Kitty was elsewhere when the main X-Men team and others were engaged in a massive fight against a villain known only as The Adversary, one they could only defeat by sacrificing themselves. While they’re quickly returned to life, it’s in secret so the world continues thinking them dead, one of the reasons the team relocates to Australia for a while. All of this happens in the “Fall of the Mutants” crossover event that spanned the X-books at the time.

Those events left Kitty feeling disconnected but still wanting to use her powers for good. So, along with Nightcrawler and the Rachel Summers version of Phoenix (as with most things involving that character…it’s complicated) she teams up with Captain Britain and his girlfriend Meggan.

excalibur 1The “Excalibur” series started with a one-shot special edition but then became a monthly series written by Chris Claremont at first and later Warren Ellis and others. The stories involved a lot of cross-dimensional travel and relied heavily on Captain Britain’s mythology, which made sense given that the team operated out of London.

But Kitty was always my favorite part of the series, which I collected for about two years. She was the most relatable of the characters, dealing with her own version of the awkward teenage years, too old to be simply a sidekick but also feeling old enough to assume some form of leadership mantle. Indeed, her participation on the team was often just as central as that of Phoenix or Captain Britain, who were ostensibly the heads of the team.

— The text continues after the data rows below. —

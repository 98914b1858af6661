use crate::rules::{normalize, RuleCategory, RuleSet};
use anyhow::{Context, Result};
use colored::*;
use indicatif::{ProgressBar, ProgressStyle};
use std::fs;
use std::path::{Path, PathBuf};

/// Shared rule documents live in Google Docs; a bare document id expands to
/// the public plain-text export URL.
pub fn doc_export_url(doc_id: &str) -> String {
    format!(
        "https://docs.google.com/document/d/{}/export?format=txt",
        doc_id
    )
}

/// Accept either a full URL or a bare Google Doc id.
pub fn resolve_source(source: &str) -> String {
    if source.starts_with("http://") || source.starts_with("https://") {
        source.to_string()
    } else {
        doc_export_url(source)
    }
}

/// Download a rule document and normalize it for the parser.
pub fn fetch_document(url: &str) -> Result<String> {
    let response = reqwest::blocking::get(url).context("Failed to download rule document")?;

    if !response.status().is_success() {
        anyhow::bail!("Failed to download rule document: HTTP {}", response.status());
    }

    let content = response.text()?;
    Ok(normalize::document(&content))
}

pub fn fetch(source: &str, name: &str, save: bool) -> Result<()> {
    let url = resolve_source(source);

    println!("{} rule document...", "Fetching".cyan().bold());
    println!("Source: {}", url.dimmed());

    let pb = ProgressBar::new_spinner();
    pb.set_style(
        ProgressStyle::default_spinner()
            .template("{spinner:.cyan} {msg}")
            .unwrap(),
    );
    pb.set_message("Downloading...");

    let text = fetch_document(&url)?;
    pb.finish_with_message("Download complete");

    if text.trim().is_empty() {
        anyhow::bail!("The rule document is empty. Is it published for public access?");
    }

    let rules = RuleSet::parse(&text);
    let (correct, replace) = category_counts(&rules);
    println!(
        "Parsed {} replacement rules and {} correct terms",
        replace.to_string().yellow(),
        correct.to_string().yellow()
    );

    if save {
        let data_dir = crate::config::Config::data_dir().context("Failed to get data directory")?;
        fs::create_dir_all(&data_dir).context("Failed to create data directory")?;

        let path = data_dir.join(format!("{}.rules", name));
        fs::write(&path, &text)
            .with_context(|| format!("Failed to write rule document: {}", path.display()))?;
        // Remember where the document came from so `rules update` can re-fetch it
        fs::write(source_path(&path), &url)
            .with_context(|| format!("Failed to write source info for {}", path.display()))?;

        println!(
            "{} Rule document installed: {}",
            "✓".green().bold(),
            path.display().to_string().cyan()
        );
    } else {
        println!();
        println!("{}", text);
    }

    Ok(())
}

pub fn list() -> Result<()> {
    let data_dir = crate::config::Config::data_dir().context("Failed to get data directory")?;

    if !data_dir.exists() {
        println!("{}", "No rule documents installed.".yellow());
        println!(
            "Run {} to fetch one.",
            "subchk rules fetch <url-or-doc-id> --save".cyan()
        );
        return Ok(());
    }

    println!("{}", "Installed rule documents:".bold());
    println!();

    let entries = fs::read_dir(&data_dir)?;
    let mut found_any = false;

    for entry in entries {
        let entry = entry?;
        let path = entry.path();

        if path.extension().and_then(|s| s.to_str()) == Some("rules") {
            found_any = true;
            let name = path
                .file_stem()
                .and_then(|s| s.to_str())
                .unwrap_or("unknown");

            let metadata = fs::metadata(&path)?;
            let size_kb = metadata.len() / 1024;

            println!(
                "  {} {} ({})",
                "✓".green(),
                name.cyan().bold(),
                format!("{}KB", size_kb).dimmed()
            );
        }
    }

    if !found_any {
        println!("{}", "No rule documents found.".yellow());
    }

    println!();
    println!(
        "Data directory: {}",
        data_dir.display().to_string().dimmed()
    );

    Ok(())
}

pub fn show_info(name: &str) -> Result<()> {
    let data_dir = crate::config::Config::data_dir().context("Failed to get data directory")?;

    let path = data_dir.join(format!("{}.rules", name));

    if !path.exists() {
        println!(
            "{} Rule document {} not found.",
            "✗".red().bold(),
            name.yellow()
        );
        println!(
            "Run {} to fetch it.",
            format!("subchk rules fetch <url-or-doc-id> --save --name {}", name).cyan()
        );
        return Ok(());
    }

    let metadata = fs::metadata(&path)?;
    let text = fs::read_to_string(&path)
        .with_context(|| format!("Failed to read rule document: {}", path.display()))?;
    let rules = RuleSet::parse(&text);
    let (correct, replace) = category_counts(&rules);

    println!("{}", format!("Rule document: {}", name).bold());
    println!("  Path: {}", path.display());
    println!("  Size: {} KB", metadata.len() / 1024);
    if let Ok(url) = fs::read_to_string(source_path(&path)) {
        println!("  Source: {}", url.trim());
    }
    println!("  Lines: {}", rules.source().lines().count());
    println!("  Replacement rules: {}", replace);
    println!("  Correct terms: {}", correct);

    Ok(())
}

pub fn update() -> Result<()> {
    let data_dir = crate::config::Config::data_dir().context("Failed to get data directory")?;

    if !data_dir.exists() {
        println!("{}", "No rule documents installed.".yellow());
        return Ok(());
    }

    let entries = fs::read_dir(&data_dir)?;
    let mut documents = Vec::new();

    for entry in entries {
        let entry = entry?;
        let path = entry.path();

        if path.extension().and_then(|s| s.to_str()) == Some("rules") {
            if let Some(name) = path.file_stem().and_then(|s| s.to_str()) {
                match fs::read_to_string(source_path(&path)) {
                    Ok(url) => documents.push((name.to_string(), url.trim().to_string())),
                    Err(_) => eprintln!(
                        "Warning: no source recorded for '{}', skipping",
                        name
                    ),
                }
            }
        }
    }

    if documents.is_empty() {
        println!("{}", "No rule documents to update.".yellow());
        return Ok(());
    }

    println!(
        "{} {} {}...",
        "Updating".cyan().bold(),
        documents.len(),
        if documents.len() == 1 {
            "rule document"
        } else {
            "rule documents"
        }
    );
    println!();

    for (name, url) in documents {
        fetch(&url, &name, true)?;
        println!();
    }

    println!("{} All rule documents updated!", "✓".green().bold());

    Ok(())
}

/// Sidecar file recording the URL a saved document was fetched from.
fn source_path(rules_path: &Path) -> PathBuf {
    rules_path.with_extension("rules.url")
}

fn category_counts(rules: &RuleSet) -> (usize, usize) {
    let correct = rules
        .iter()
        .filter(|(_, rule)| rule.category == RuleCategory::Correct)
        .count();
    (correct, rules.len() - correct)
}

#[cfg(test)]
mod tests {
    use super::*;

    #[test]
    fn test_doc_id_expands_to_export_url() {
        assert_eq!(
            resolve_source("abc123"),
            "https://docs.google.com/document/d/abc123/export?format=txt"
        );
    }

    #[test]
    fn test_full_urls_pass_through() {
        assert_eq!(
            resolve_source("https://example.com/rules.txt"),
            "https://example.com/rules.txt"
        );
        assert_eq!(
            resolve_source("http://example.com/rules.txt"),
            "http://example.com/rules.txt"
        );
    }

    #[test]
    fn test_source_sidecar_path() {
        let path = PathBuf::from("/data/default.rules");
        assert_eq!(source_path(&path), PathBuf::from("/data/default.rules.url"));
    }

    #[test]
    fn test_category_counts() {
        let rules = RuleSet::parse("a=1\nb=2\n[correct]\nc");
        assert_eq!(category_counts(&rules), (1, 2));
    }

    #[test]
    fn test_list_does_not_panic() {
        // Environment-dependent, so we just ensure it doesn't panic
        let _ = list();
    }
}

That’s what makes it such great material for a Kitty story. If you jettisoned some of the other elements and focused on her being on her own – or with Rachel – in London while she tries to figure out her future. It’s a journey of self-discovery and the search for identity, independent of the X-Men. If you wanted to amp it up even further, introduce the Kelsey Leigh version of Captain Britain and make it a trio of female heroes out to protect Earth from some inter-dimensional threat.

Sure, there are issues with the timeline that are sure to come up. Ellen Page has played Kitty in a couple of the X-Men films to date, but continuity issues haven’t exactly been paramount at Fox regarding this franchise, which has zipped all over the place with nary a concern. I’m more interested in a screen version of Kitty that’s as interesting as the one presented in Excalibur or “Astonishing,” a young hero who’s driven not out of rage or desire for revenge or even a sense of obligation. Instead she just wants to be a hero and help people. It’s pure and exciting and could make for a really powerful story. I hope whatever gets made lives up to that ideal.

Chris Thilk is a freelance writer and content strategist who lives in the Chicago suburbs.

Author: Chris Thilk

Chris Thilk is a freelance writer and content strategist with over 15 years of experience in online strategy and content marketing. He lives in the Chicago suburbs.

2 thoughts on “The Kitty Pryde Movie I Want to See”

  1. Nice piece. As for me, I’ve been in love with Kitty ever since I first read about her in 1983. (Back then, she was older than me.) I thought Ellen Page did a decent job with her in the X-movies we’ve gotten so far. My favorite screen incarnation of Kitty was on the short-lived X-Men: Evolution cartoon from the early 2000s.